• Amputation

    La fusion. L’enchevêtrement des corps et des esprits. Comme si on s’était fait greffer un nouveau membre.  Au début on trouve ça surprenant, c’est agréable mais on sait pas trop ce que c’est, on a jamais connu ça. Et puis on s’habitue. On en veut encore, plus, toujours plus. C’est grisant, la vie part à cent à l’heure, on se sent invincible et éternel. On sait que l’autre comprend tout, du moins on le croit. On se permet tout, c’est pas grave, il sait.

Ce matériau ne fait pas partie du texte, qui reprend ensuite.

//! Artifact writer.
//!
//! Filenames are a pure function of `(date token, name, job)`:
//!
//! `{D-M-YYYY}-{Sanitized_Name}-{Sanitized_Job}.{ext}`
//!
//! so regenerating a record always targets the same path. Writes go to a hidden
//! temporary file in the output directory, are synced, then renamed into place.

use std::fs::{self, OpenOptions};
use std::io::Write;
use std::path::{Path, PathBuf};
use std::sync::LazyLock;
use std::time::SystemTime;

use regex::Regex;
use thiserror::Error;
use tracing::{debug, info, warn};

use crate::domain::{ArtifactDescriptor, WriteMode, WriteOutcome};
use crate::error::{AppError, ErrorKind};

static DATE_TOKEN: LazyLock<Regex> =
    LazyLock::new(|| Regex::new(r"^\d{1,2}-\d{1,2}-\d{4}$").expect("date token pattern is valid"));

/// Characters that are unsafe in filenames on at least one common platform.
const PATH_HOSTILE: &[char] = &['/', '\\', ':', '*', '?', '"', '<', '>', '|'];

/// Used when a name or job component sanitizes to nothing.
const EMPTY_COMPONENT: &str = "unknown";

#[derive(Debug, Error)]
pub enum WriteError {
    #[error("date token '{token}' does not match D-M-YYYY; refusing to write '{file_name}'")]
    MalformedDateToken { token: String, file_name: String },
    #[error("failed to write artifact '{path}': {source}")]
    Io {
        path: PathBuf,
        #[source]
        source: std::io::Error,
    },
}

impl From<WriteError> for AppError {
    fn from(err: WriteError) -> Self {
        let kind = match err {
            WriteError::MalformedDateToken { .. } => ErrorKind::FilenameIntegrity,
            WriteError::Io { .. } => ErrorKind::Io,
        };
        AppError::new(kind, err.to_string())
    }
}

/// Outcome of a pruning pass.
#[derive(Debug, Clone, Default, PartialEq, Eq)]
pub struct PruneReport {
    pub kept: usize,
    /// Removed (or, in dry-run, would be removed) newest-first.
    pub removed: Vec<PathBuf>,
    pub failed: usize,
}

/// Strip path-hostile characters and collapse whitespace runs into `_`.
pub fn sanitize_component(raw: &str) -> String {
    let cleaned: String = raw
        .chars()
        .filter(|c| !PATH_HOSTILE.contains(c) && (c.is_whitespace() || !c.is_control()))
        .collect();
    let joined = cleaned.split_whitespace().collect::<Vec<_>>().join("_");
    let trimmed = joined.trim_matches('.');
    if trimmed.is_empty() {
        EMPTY_COMPONENT.to_string()
    } else {
        trimmed.to_string()
    }
}

pub fn is_valid_date_token(token: &str) -> bool {
    DATE_TOKEN.is_match(token)
}

/// Whether `file_name` has the composed artifact shape `{D-M-YYYY}-{name}-{job}.{extension}`.
pub fn is_artifact_file_name(file_name: &str, extension: &str) -> bool {
    let Some(stem) = file_name
        .strip_suffix(extension)
        .and_then(|rest| rest.strip_suffix('.'))
    else {
        return false;
    };
    let parts: Vec<&str> = stem.splitn(4, '-').collect();
    parts.len() == 4 && is_valid_date_token(&parts[..3].join("-"))
}

pub fn compose_file_name(date_token: &str, name: &str, job: &str, extension: &str) -> String {
    format!(
        "{date_token}-{}-{}.{extension}",
        sanitize_component(name),
        sanitize_component(job)
    )
}

/// Writes artifacts into a single output directory.
#[derive(Debug, Clone)]
pub struct ArtifactWriter {
    output_dir: PathBuf,
    extension: String,
}

impl ArtifactWriter {
    pub fn new(output_dir: impl Into<PathBuf>, extension: impl Into<String>) -> Self {
        let extension = extension.into();
        Self {
            output_dir: output_dir.into(),
            extension: extension.trim_start_matches('.').to_string(),
        }
    }

    /// Compute the target for one record and validate its date token.
    pub fn describe(
        &self,
        date_token: &str,
        name: &str,
        job: &str,
        mode: WriteMode,
    ) -> Result<ArtifactDescriptor, WriteError> {
        let file_name = compose_file_name(date_token, name, job, &self.extension);
        if !is_valid_date_token(date_token) {
            return Err(WriteError::MalformedDateToken {
                token: date_token.to_string(),
                file_name,
            });
        }
        let path = self.output_dir.join(file_name);
        Ok(ArtifactDescriptor {
            exists: path.exists(),
            path,
            mode,
        })
    }

    /// Write `bytes` to the descriptor's target according to its mode.
    pub fn write(
        &self,
        descriptor: &ArtifactDescriptor,
        bytes: &[u8],
    ) -> Result<WriteOutcome, WriteError> {
        let path = &descriptor.path;
        let exists = path.exists();

        let outcome = match descriptor.mode {
            WriteMode::DryRun => {
                info!(
                    path = %path.display(),
                    bytes = bytes.len(),
                    exists,
                    "dry-run: would write artifact"
                );
                return Ok(WriteOutcome::DryRun { would_skip: exists });
            }
            WriteMode::SkipIfExists if exists => {
                debug!(path = %path.display(), "artifact exists; skipped");
                return Ok(WriteOutcome::Skipped);
            }
            WriteMode::SkipIfExists => WriteOutcome::Created,
            WriteMode::ForceOverwrite if exists => WriteOutcome::Overwritten,
            WriteMode::ForceOverwrite => WriteOutcome::Created,
        };

        write_durably(path, bytes)?;
        info!(path = %path.display(), bytes = bytes.len(), ?outcome, "artifact written");
        Ok(outcome)
    }

    /// Keep the `retain` most recently modified artifacts and delete the rest.
    ///
    /// A failed deletion is logged and counted; pruning continues.
    pub fn prune(&self, retain: usize, dry_run: bool) -> Result<PruneReport, WriteError> {
        let mut artifacts = self.list_artifacts()?;
        // Newest first; name breaks ties so the order is stable.
        artifacts.sort_by(|(a_path, a_time), (b_path, b_time)| {
            b_time.cmp(a_time).then_with(|| b_path.cmp(a_path))
        });

        let mut report = PruneReport {
            kept: artifacts.len().min(retain),
            ..PruneReport::default()
        };

        for (path, _) in artifacts.into_iter().skip(retain) {
            if dry_run {
                info!(path = %path.display(), "dry-run: would prune artifact");
                report.removed.push(path);
                continue;
            }
            match fs::remove_file(&path) {
                Ok(()) => {
                    debug!(path = %path.display(), "pruned artifact");
                    report.removed.push(path);
                }
                Err(err) => {
                    warn!(path = %path.display(), error = %err, "failed to prune artifact");
                    report.failed += 1;
                }
            }
        }

        Ok(report)
    }

    fn list_artifacts(&self) -> Result<Vec<(PathBuf, SystemTime)>, WriteError> {
        let entries = match fs::read_dir(&self.output_dir) {
            Ok(entries) => entries,
            Err(err) if err.kind() == std::io::ErrorKind::NotFound => return Ok(Vec::new()),
            Err(source) => {
                return Err(WriteError::Io {
                    path: self.output_dir.clone(),
                    source,
                });
            }
        };

        let mut out = Vec::new();
        for entry in entries.flatten() {
            let file_name = entry.file_name();
            let file_name = file_name.to_string_lossy();
            // Hidden temp files and the lock marker never match this shape.
            if !is_artifact_file_name(&file_name, &self.extension) {
                continue;
            }
            let path = entry.path();
            let Ok(meta) = entry.metadata() else { continue };
            if !meta.is_file() {
                continue;
            }
            let modified = meta.modified().unwrap_or(SystemTime::UNIX_EPOCH);
            out.push((path, modified));
        }
        Ok(out)
    }
}

fn write_durably(path: &Path, bytes: &[u8]) -> Result<(), WriteError> {
    let io_err = |source: std::io::Error| WriteError::Io {
        path: path.to_path_buf(),
        source,
    };

    let dir = path.parent().unwrap_or_else(|| Path::new("."));
    fs::create_dir_all(dir).map_err(io_err)?;

    let file_name = path
        .file_name()
        .map(|n| n.to_string_lossy().into_owned())
        .unwrap_or_default();
    let tmp_path = dir.join(format!(".{file_name}.tmp"));
    let result = (|| {
        let mut file = OpenOptions::new()
            .create(true)
            .write(true)
            .truncate(true)
            .open(&tmp_path)?;
        file.write_all(bytes)?;
        file.sync_all()?;
        fs::rename(&tmp_path, path)
    })();

    if let Err(err) = result {
        let _ = fs::remove_file(&tmp_path);
        return Err(io_err(err));
    }
    Ok(())
}
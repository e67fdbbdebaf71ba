use std::path::{Path, PathBuf};
use std::process::ExitCode;

use clap::{Parser, Subcommand};

use relay_failover::mutation::{apply_action, Action};
use relay_failover::observability::logging;
use relay_failover::routing::{self, lint};

#[derive(Parser)]
#[command(name = "failover-cli")]
#[command(about = "Manual operations on relay routing rules", long_about = None)]
struct Cli {
    #[command(subcommand)]
    command: Commands,
}

#[derive(Subcommand)]
enum Commands {
    /// Remove an upstream from every rule, backing the rules up
    Disable {
        config: PathBuf,
        address: String,
        state: PathBuf,
    },
    /// Restore every rule backed up for an upstream
    Enable {
        config: PathBuf,
        address: String,
        state: PathBuf,
    },
    /// Print every upstream address, one per line
    Upstreams { config: PathBuf },
    /// Check a routing config with the built-in linter
    Validate { config: PathBuf },
}

fn main() -> Result<ExitCode, Box<dyn std::error::Error>> {
    let cli = Cli::parse();
    logging::init_stderr(logging::DEFAULT_FILTER);

    match cli.command {
        Commands::Disable { config, address, state } => {
            mutate(Action::Disable, &config, &address, &state)
        }
        Commands::Enable { config, address, state } => {
            mutate(Action::Enable, &config, &address, &state)
        }
        Commands::Upstreams { config } => {
            let config = routing::load(&config)?;
            for upstream in config.upstreams() {
                println!("{}", upstream);
            }
            Ok(ExitCode::SUCCESS)
        }
        Commands::Validate { config } => {
            let text = std::fs::read_to_string(&config)?;
            match lint::lint_text(&text) {
                Ok(()) => {
                    println!("{}: OK", config.display());
                    Ok(ExitCode::SUCCESS)
                }
                Err(errors) => {
                    for error in errors {
                        eprintln!("{}: {}", config.display(), error);
                    }
                    Ok(ExitCode::FAILURE)
                }
            }
        }
    }
}

fn mutate(
    action: Action,
    config: &Path,
    address: &str,
    state: &Path,
) -> Result<ExitCode, Box<dyn std::error::Error>> {
    if apply_action(config, state, action, address)? {
        tracing::info!(action = %action, address, "Configuration updated");
    } else {
        tracing::info!(action = %action, address, "Nothing to change");
    }
    Ok(ExitCode::SUCCESS)
}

    Et puis un jour le pas de trop, le mot de travers, l’acte impardonnable. Et tout s’arrête. Choc frontal, membre blessé, urgences, amputation. Commence alors le chemin de croix. Le syndrome du membre absent. La souffrance profonde, inattendue, et l’obligation de faire sans. Sans ce membre absent qui pourtant est là, on le voit, il s’agite, vit, s’affaire de son côté, semble respirer à peu près bien tout seul. Il n’est plus raccordé au reste du corps mais il respire encore. Ou a l’air, on n’en sait pas plus, la communication est brouillée, les codes ne sont plus très clairs, la connexion est coupée. Pourtant on cherche à savoir, à deviner, est-ce qu’il souffre autant, est-ce que la distance est aussi douloureuse pour lui ? Toutes ces questions qui restent sans réponse, puisque le choix qui a été fait est de ne pas titiller ce membre absent.

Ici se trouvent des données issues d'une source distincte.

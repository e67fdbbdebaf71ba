//! Cycle controller.
//!
//! # State Machine (one iteration per tick)
//! ```text
//! WAIT_FOR_TICK → LOAD_TASKS → PROBE → DECIDE → MUTATE → VALIDATE → RELOAD
//!       ↑                                  │ nothing to do              │
//!       └──────────────────────────────────┴────────────────────────────┘
//! ```
//!
//! # Design Decisions
//! - The controller owns the failure counters; nothing else mutates them
//! - Any error ends the iteration, is logged, and is followed by a fixed
//!   backoff; the loop itself never returns an error
//! - Shutdown is only observed between iterations, so a cycle that has
//!   started always finishes its writes

use std::path::PathBuf;
use std::sync::atomic::{AtomicU64, Ordering};
use std::sync::Arc;
use std::time::{Duration, Instant, SystemTime};

use thiserror::Error;
use tokio::sync::broadcast;
use tokio::time;
use tracing::Instrument;

use crate::config::schema::DaemonConfig;
use crate::health::tasks::load_task_list;
use crate::health::{Decisions, FailureCounters, HealthCheck, ProbeExecutor};
use crate::lifecycle::collaborators::{ConfigValidator, ServiceReloader};
use crate::lifecycle::schedule::{CycleTiming, ScheduleError, TickSchedule};
use crate::mutation::{apply_plan, MutationError};
use crate::observability::metrics;
use crate::routing::{self, RoutingError};
use crate::state::StateStore;

/// Global counter for cycle IDs.
static CYCLE_ID_COUNTER: AtomicU64 = AtomicU64::new(1);

/// Identifier attached to every log line of one cycle.
#[derive(Debug, Clone, Copy, PartialEq, Eq, Hash)]
pub struct CycleId(u64);

impl CycleId {
    pub fn new() -> Self {
        Self(CYCLE_ID_COUNTER.fetch_add(1, Ordering::Relaxed))
    }

    pub fn as_u64(&self) -> u64 {
        self.0
    }
}

impl Default for CycleId {
    fn default() -> Self {
        Self::new()
    }
}

impl std::fmt::Display for CycleId {
    fn fmt(&self, f: &mut std::fmt::Formatter<'_>) -> std::fmt::Result {
        write!(f, "cycle-{}", self.0)
    }
}

/// Errors that abort a single cycle.
#[derive(Debug, Error)]
pub enum CycleError {
    #[error("failed to read task list {path}: {source}")]
    TaskList {
        path: String,
        #[source]
        source: std::io::Error,
    },

    #[error(transparent)]
    Routing(#[from] RoutingError),

    #[error(transparent)]
    Mutation(#[from] MutationError),
}

impl CycleError {
    fn label(&self) -> &'static str {
        match self {
            CycleError::TaskList { .. } => "task_list_error",
            CycleError::Routing(_) => "routing_error",
            CycleError::Mutation(_) => "mutation_error",
        }
    }
}

/// Why a cycle ended before probing.
#[derive(Debug, Clone, Copy, PartialEq, Eq)]
pub enum SkipReason {
    MissingTaskList,
    EmptyTaskList,
}

/// What one cycle did.
#[derive(Debug, Clone, Default, PartialEq, Eq)]
pub struct CycleReport {
    pub skipped: Option<SkipReason>,
    pub probed: usize,
    pub failed: usize,
    pub decisions: Decisions,
    pub config_changed: bool,
    pub validated: bool,
    pub reloaded: bool,
}

impl CycleReport {
    fn skipped(reason: SkipReason) -> Self {
        Self {
            skipped: Some(reason),
            ..Self::default()
        }
    }

    fn label(&self) -> &'static str {
        match (self.skipped, self.config_changed, self.validated, self.reloaded) {
            (Some(_), ..) => "skipped",
            (None, false, ..) => "unchanged",
            (None, true, false, _) => "validation_failed",
            (None, true, true, false) => "reload_failed",
            (None, true, true, true) => "reloaded",
        }
    }
}

/// Owns everything that lives across cycles.
pub struct CycleController {
    schedule: TickSchedule,
    timing: CycleTiming,
    min_period: Duration,
    error_backoff: Duration,
    routing_config: PathBuf,
    health_checks: PathBuf,
    store: StateStore,
    executor: ProbeExecutor,
    counters: FailureCounters,
    validator: Box<dyn ConfigValidator>,
    reloader: Box<dyn ServiceReloader>,
}

impl CycleController {
    /// Build a controller; period and check timeout are fixed here.
    pub fn new(
        config: &DaemonConfig,
        checker: Arc<dyn HealthCheck>,
        validator: Box<dyn ConfigValidator>,
        reloader: Box<dyn ServiceReloader>,
    ) -> Result<Self, ScheduleError> {
        let schedule: TickSchedule = config.schedule.expression.parse()?;
        let min_period = Duration::from_secs(config.schedule.min_cycle_secs);
        let timing = CycleTiming::derive(&schedule, SystemTime::now(), min_period);

        Ok(Self {
            schedule,
            timing,
            min_period,
            error_backoff: Duration::from_secs(config.schedule.error_backoff_secs),
            routing_config: config.paths.routing_config.clone(),
            health_checks: config.paths.health_checks.clone(),
            store: StateStore::new(config.paths.state_file.clone()),
            executor: ProbeExecutor::new(
                checker,
                config.failover.concurrent_checks,
                timing.check_timeout,
            ),
            counters: FailureCounters::new(config.failover.failures_to_disable),
            validator,
            reloader,
        })
    }

    pub fn timing(&self) -> CycleTiming {
        self.timing
    }

    pub fn counters(&self) -> &FailureCounters {
        &self.counters
    }

    /// Run one full cycle now, without waiting for a tick.
    pub async fn run_cycle(&mut self) -> Result<CycleReport, CycleError> {
        let tasks = load_task_list(&self.health_checks).map_err(|source| CycleError::TaskList {
            path: self.health_checks.display().to_string(),
            source,
        })?;
        let tasks = match tasks {
            None => {
                tracing::warn!(path = %self.health_checks.display(), "Task list not found, skipping cycle");
                return Ok(CycleReport::skipped(SkipReason::MissingTaskList));
            }
            Some(tasks) if tasks.is_empty() => {
                tracing::info!(path = %self.health_checks.display(), "No health check tasks, skipping cycle");
                return Ok(CycleReport::skipped(SkipReason::EmptyTaskList));
            }
            Some(tasks) => tasks,
        };

        tracing::info!(
            tasks = tasks.len(),
            concurrency = self.executor.concurrency(),
            timeout_secs = self.executor.timeout().as_secs(),
            "Starting check cycle"
        );

        let results = self.executor.run_cycle(tasks).await;
        let failed = results.iter().filter(|r| !r.outcome.is_healthy()).count();
        tracing::info!(
            total = results.len(),
            healthy = results.len() - failed,
            failed,
            "Check cycle finished"
        );

        let active = routing::load(&self.routing_config)?.upstreams();
        let state = self.store.load();
        metrics::record_disabled_upstreams(state.len());

        let decisions = self.counters.evaluate(&results, &active, &state);
        let mut report = CycleReport {
            probed: results.len(),
            failed,
            decisions,
            ..CycleReport::default()
        };
        if report.decisions.is_empty() {
            return Ok(report);
        }

        let applied = apply_plan(&self.routing_config, &self.store, &report.decisions.plan())?;
        metrics::record_disabled_upstreams(applied.disabled_upstreams);
        report.config_changed = applied.changed;
        if !applied.changed {
            return Ok(report);
        }

        if let Err(e) = self.validator.validate(&self.routing_config).await {
            tracing::error!(
                config = %self.routing_config.display(),
                error = %e,
                "Modified configuration failed validation; it is left in place unverified and the relay was not reloaded"
            );
            return Ok(report);
        }
        report.validated = true;

        match self.reloader.reload().await {
            Ok(()) => {
                tracing::info!("Relay reloaded with the new configuration");
                report.reloaded = true;
            }
            Err(e) => tracing::error!(error = %e, "Failed to reload the relay"),
        }

        Ok(report)
    }

    /// Run cycles on schedule until `shutdown` fires.
    pub async fn run(mut self, mut shutdown: broadcast::Receiver<()>) {
        tracing::info!(
            schedule = %self.schedule,
            period_secs = self.timing.period.as_secs(),
            check_timeout_secs = self.timing.check_timeout.as_secs(),
            threshold = self.counters.threshold(),
            "Failover daemon started"
        );

        let mut next_tick = self.schedule.next_after(SystemTime::now());

        loop {
            let wait = next_tick
                .duration_since(SystemTime::now())
                .unwrap_or(Duration::ZERO);
            if !wait.is_zero() {
                tracing::debug!(wait_secs = wait.as_secs(), "Sleeping until next cycle");
                tokio::select! {
                    _ = time::sleep(wait) => {}
                    _ = shutdown.recv() => break,
                }
            }

            let id = CycleId::new();
            let started = Instant::now();
            let started_at = SystemTime::now();
            let span = tracing::info_span!("cycle", id = %id);

            let outcome = self.run_cycle().instrument(span).await;
            match outcome {
                Ok(report) => {
                    metrics::record_cycle(report.label(), started.elapsed());
                    next_tick = self.following_tick(next_tick, started_at, SystemTime::now());
                }
                Err(e) => {
                    metrics::record_cycle(e.label(), started.elapsed());
                    tracing::error!(
                        cycle = %id,
                        error = %e,
                        backoff_secs = self.error_backoff.as_secs(),
                        "Cycle failed, retrying after backoff"
                    );
                    tokio::select! {
                        _ = time::sleep(self.error_backoff) => {}
                        _ = shutdown.recv() => break,
                    }
                    next_tick = self.schedule.next_after(SystemTime::now());
                }
            }

            if shutdown_requested(&mut shutdown) {
                break;
            }
        }

        tracing::info!("Failover daemon stopped");
    }

    /// Next tick after `previous`, no sooner than the minimum period after
    /// the cycle started. An overrun yields `now`: one immediate catch-up cycle, after
    /// which the schedule realigns.
    fn following_tick(&self, previous: SystemTime, started_at: SystemTime, now: SystemTime) -> SystemTime {
        let scheduled = self.schedule.next_after(previous).max(started_at + self.min_period);
        if scheduled <= now {
            tracing::warn!("Cycle overran the next tick, running a catch-up cycle");
            return now;
        }
        scheduled
    }
}

fn shutdown_requested(shutdown: &mut broadcast::Receiver<()>) -> bool {
    !matches!(shutdown.try_recv(), Err(broadcast::error::TryRecvError::Empty))
}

    Ca démange, bien sûr, mais on sait bien que gratter les plaies ne ferait qu’arracher les croûtes. Tout ça n’est pas ragoûtant je vous l’accorde, mais la souffrance morale est souvent tellement similaire à une souffrance physique.  Parfois elles se mêlent, même, la fameuse fusion, qu’on retrouve encore ici. Mais dans sa version sombre, celle de l’enfer, celle où l’on se consume malgré soi.

    Alors maintenant il faut vivre avec. Ou plutôt sans, sans ce membre qui n’a pas été là pendant si longtemps  mais qui, une fois raccordé, était devenu indispensable. On fait comme si, on tente de continuer à respirer, sans savoir vraiment quelle partie du corps on a perdu. Etait-ce un poumon, des tripes, une partie du cœur, un cerveau ? En tout cas un organe vital. Les pansements et compresses aidant, la blessure va cicatriser, pour sûr. Ce sera long, probablement, et bien sûr on espère une greffe rapidement, avant que la douleur ne soit trop usante. On guette le téléphone, en attente d’un appel du centre de greffe. Inlassablement. Parce qu’il nous est impossible de faire autrement. Parce qu’imaginer la vie sans ce membre est tout bonnement inconcevable.

    Mais en relisant les statistiques du centre de greffe, il apparaitrait que les membres se réunissent toujours au final. Quel que soit le temps d’attente. Alors attendons. Et que ça vienne ou pas, surtout, faire un point sur soi-même et se remettre en question afin que ça n’arrive plus jamais avec aucun membre, d’origine ou rapporté.